[Dataset records]
Start of Block

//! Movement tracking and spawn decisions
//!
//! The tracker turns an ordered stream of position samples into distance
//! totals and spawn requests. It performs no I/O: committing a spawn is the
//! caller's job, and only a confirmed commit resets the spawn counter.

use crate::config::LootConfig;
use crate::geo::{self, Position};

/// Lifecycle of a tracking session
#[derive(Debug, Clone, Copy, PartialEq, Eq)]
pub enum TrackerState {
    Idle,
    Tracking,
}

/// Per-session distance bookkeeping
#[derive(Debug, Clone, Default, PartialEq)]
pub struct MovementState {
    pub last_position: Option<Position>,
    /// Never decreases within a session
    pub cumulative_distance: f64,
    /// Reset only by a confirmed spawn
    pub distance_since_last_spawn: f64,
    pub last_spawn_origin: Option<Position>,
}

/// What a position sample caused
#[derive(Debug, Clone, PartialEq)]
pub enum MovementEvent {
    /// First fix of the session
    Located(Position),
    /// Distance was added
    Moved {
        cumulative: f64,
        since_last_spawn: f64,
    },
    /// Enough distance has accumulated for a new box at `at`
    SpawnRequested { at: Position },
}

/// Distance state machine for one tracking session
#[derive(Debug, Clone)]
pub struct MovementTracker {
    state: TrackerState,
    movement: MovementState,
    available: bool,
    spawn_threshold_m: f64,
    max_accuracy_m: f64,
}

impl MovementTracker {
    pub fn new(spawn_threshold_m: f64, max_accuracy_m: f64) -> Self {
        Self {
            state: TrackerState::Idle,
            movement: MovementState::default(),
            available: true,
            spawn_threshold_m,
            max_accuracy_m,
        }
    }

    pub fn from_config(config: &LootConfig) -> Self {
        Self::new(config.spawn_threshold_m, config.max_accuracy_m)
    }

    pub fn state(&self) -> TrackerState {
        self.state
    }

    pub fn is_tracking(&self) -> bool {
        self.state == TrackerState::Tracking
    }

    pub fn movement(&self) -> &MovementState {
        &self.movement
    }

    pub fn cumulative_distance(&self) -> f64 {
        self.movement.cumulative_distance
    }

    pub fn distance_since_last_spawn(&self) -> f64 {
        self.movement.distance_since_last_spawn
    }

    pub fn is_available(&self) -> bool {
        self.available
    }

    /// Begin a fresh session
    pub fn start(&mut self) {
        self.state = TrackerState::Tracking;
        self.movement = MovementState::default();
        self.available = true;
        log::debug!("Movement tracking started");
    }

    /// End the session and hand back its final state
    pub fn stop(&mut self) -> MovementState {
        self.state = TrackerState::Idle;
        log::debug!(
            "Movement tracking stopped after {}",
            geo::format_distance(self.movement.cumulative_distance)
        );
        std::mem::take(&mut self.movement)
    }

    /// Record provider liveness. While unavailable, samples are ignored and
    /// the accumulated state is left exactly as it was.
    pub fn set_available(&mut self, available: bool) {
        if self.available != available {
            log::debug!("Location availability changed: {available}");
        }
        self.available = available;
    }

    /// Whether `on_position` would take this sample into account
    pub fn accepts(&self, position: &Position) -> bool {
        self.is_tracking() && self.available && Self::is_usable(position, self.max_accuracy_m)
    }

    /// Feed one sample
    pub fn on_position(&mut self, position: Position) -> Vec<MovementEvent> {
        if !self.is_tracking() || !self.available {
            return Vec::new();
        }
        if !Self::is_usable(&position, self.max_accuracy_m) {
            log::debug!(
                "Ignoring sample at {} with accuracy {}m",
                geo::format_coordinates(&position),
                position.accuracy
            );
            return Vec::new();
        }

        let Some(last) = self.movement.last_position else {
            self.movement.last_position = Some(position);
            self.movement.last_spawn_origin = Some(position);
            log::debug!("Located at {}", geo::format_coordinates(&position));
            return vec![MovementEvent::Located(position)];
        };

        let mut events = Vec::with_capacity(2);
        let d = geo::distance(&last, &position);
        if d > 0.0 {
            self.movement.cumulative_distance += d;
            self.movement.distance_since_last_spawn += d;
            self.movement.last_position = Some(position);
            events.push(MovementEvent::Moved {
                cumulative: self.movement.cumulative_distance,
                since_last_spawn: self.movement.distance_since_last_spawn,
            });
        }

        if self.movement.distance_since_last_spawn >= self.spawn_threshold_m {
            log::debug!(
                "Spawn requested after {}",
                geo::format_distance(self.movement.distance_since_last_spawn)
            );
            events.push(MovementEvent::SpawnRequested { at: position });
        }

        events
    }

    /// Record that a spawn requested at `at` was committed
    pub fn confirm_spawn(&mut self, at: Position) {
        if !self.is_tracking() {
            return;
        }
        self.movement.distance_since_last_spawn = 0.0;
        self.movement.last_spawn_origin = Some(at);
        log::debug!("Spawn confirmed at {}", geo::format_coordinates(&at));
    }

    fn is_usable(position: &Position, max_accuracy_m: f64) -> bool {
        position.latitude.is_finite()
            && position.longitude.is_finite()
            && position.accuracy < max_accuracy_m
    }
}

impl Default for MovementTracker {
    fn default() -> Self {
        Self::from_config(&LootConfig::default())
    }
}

End of Block

[Task to carry out] Transcribe every record. Match each line exactly.

[Exercise answer]
//! Movement tracking and spawn decisions
//!
//! The tracker turns an ordered stream of position samples into distance
//! totals and spawn requests. It performs no I/O: committing a spawn is the
//! caller's job, and only a confirmed commit resets the spawn counter.

use crate::config::LootConfig;
use crate::geo::{self, Position};

/// Lifecycle of a tracking session
#[derive(Debug, Clone, Copy, PartialEq, Eq)]
pub enum TrackerState {
    Idle,
    Tracking,
}

/// Per-session distance bookkeeping
#[derive(Debug, Clone, Default, PartialEq)]
pub struct MovementState {
    pub last_position: Option<Position>,
    /// Never decreases within a session
    pub cumulative_distance: f64,
    /// Reset only by a confirmed spawn
    pub distance_since_last_spawn: f64,
    pub last_spawn_origin: Option<Position>,
}

/// What a position sample caused
#[derive(Debug, Clone, PartialEq)]
pub enum MovementEvent {
    /// First fix of the session
    Located(Position),
    /// Distance was added
    Moved {
        cumulative: f64,
        since_last_spawn: f64,
    },
    /// Enough distance has accumulated for a new box at `at`
    SpawnRequested { at: Position },
}

/// Distance state machine for one tracking session
#[derive(Debug, Clone)]
pub struct MovementTracker {
    state: TrackerState,
    movement: MovementState,
    available: bool,
    spawn_threshold_m: f64,
    max_accuracy_m: f64,
}

impl MovementTracker {
    pub fn new(spawn_threshold_m: f64, max_accuracy_m: f64) -> Self {
        Self {
            state: TrackerState::Idle,
            movement: MovementState::default(),
            available: true,
            spawn_threshold_m,
            max_accuracy_m,
        }
    }

    pub fn from_config(config: &LootConfig) -> Self {
        Self::new(config.spawn_threshold_m, config.max_accuracy_m)
    }

    pub fn state(&self) -> TrackerState {
        self.state
    }

    pub fn is_tracking(&self) -> bool {
        self.state == TrackerState::Tracking
    }

    pub fn movement(&self) -> &MovementState {
        &self.movement
    }

    pub fn cumulative_distance(&self) -> f64 {
        self.movement.cumulative_distance
    }

    pub fn distance_since_last_spawn(&self) -> f64 {
        self.movement.distance_since_last_spawn
    }

    pub fn is_available(&self) -> bool {
        self.available
    }

    /// Begin a fresh session
    pub fn start(&mut self) {
        self.state = TrackerState::Tracking;
        self.movement = MovementState::default();
        self.available = true;
        log::debug!("Movement tracking started");
    }

    /// End the session and hand back its final state
    pub fn stop(&mut self) -> MovementState {
        self.state = TrackerState::Idle;
        log::debug!(
            "Movement tracking stopped after {}",
            geo::format_distance(self.movement.cumulative_distance)
        );
        std::mem::take(&mut self.movement)
    }

    /// Record provider liveness. While unavailable, samples are ignored and
    /// the accumulated state is left exactly as it was.
    pub fn set_available(&mut self, available: bool) {
        if self.available != available {
            log::debug!("Location availability changed: {available}");
        }
        self.available = available;
    }

    /// Whether `on_position` would take this sample into account
    pub fn accepts(&self, position: &Position) -> bool {
        self.is_tracking() && self.available && Self::is_usable(position, self.max_accuracy_m)
    }

    /// Feed one sample
    pub fn on_position(&mut self, position: Position) -> Vec<MovementEvent> {
        if !self.is_tracking() || !self.available {
            return Vec::new();
        }
        if !Self::is_usable(&position, self.max_accuracy_m) {
            log::debug!(
                "Ignoring sample at {} with accuracy {}m",
                geo::format_coordinates(&position),
                position.accuracy
            );
            return Vec::new();
        }

        let Some(last) = self.movement.last_position else {
            self.movement.last_position = Some(position);
            self.movement.last_spawn_origin = Some(position);
            log::debug!("Located at {}", geo::format_coordinates(&position));
            return vec![MovementEvent::Located(position)];
        };

        let mut events = Vec::with_capacity(2);
        let d = geo::distance(&last, &position);
        if d > 0.0 {
            self.movement.cumulative_distance += d;
            self.movement.distance_since_last_spawn += d;
            self.movement.last_position = Some(position);
            events.push(MovementEvent::Moved {
                cumulative: self.movement.cumulative_distance,
                since_last_spawn: self.movement.distance_since_last_spawn,
            });
        }

        if self.movement.distance_since_last_spawn >= self.spawn_threshold_m {
            log::debug!(
                "Spawn requested after {}",
                geo::format_distance(self.movement.distance_since_last_spawn)
            );
            events.push(MovementEvent::SpawnRequested { at: position });
        }

        events
    }

    /// Record that a spawn requested at `at` was committed
    pub fn confirm_spawn(&mut self, at: Position) {
        if !self.is_tracking() {
            return;
        }
        self.movement.distance_since_last_spawn = 0.0;
        self.movement.last_spawn_origin = Some(at);
        log::debug!("Spawn confirmed at {}", geo::format_coordinates(&at));
    }

    fn is_usable(position: &Position, max_accuracy_m: f64) -> bool {
        position.latitude.is_finite()
            && position.longitude.is_finite()
            && position.accuracy < max_accuracy_m
    }
}

impl Default for MovementTracker {
    fn default() -> Self {
        Self::from_config(&LootConfig::default())
    }
}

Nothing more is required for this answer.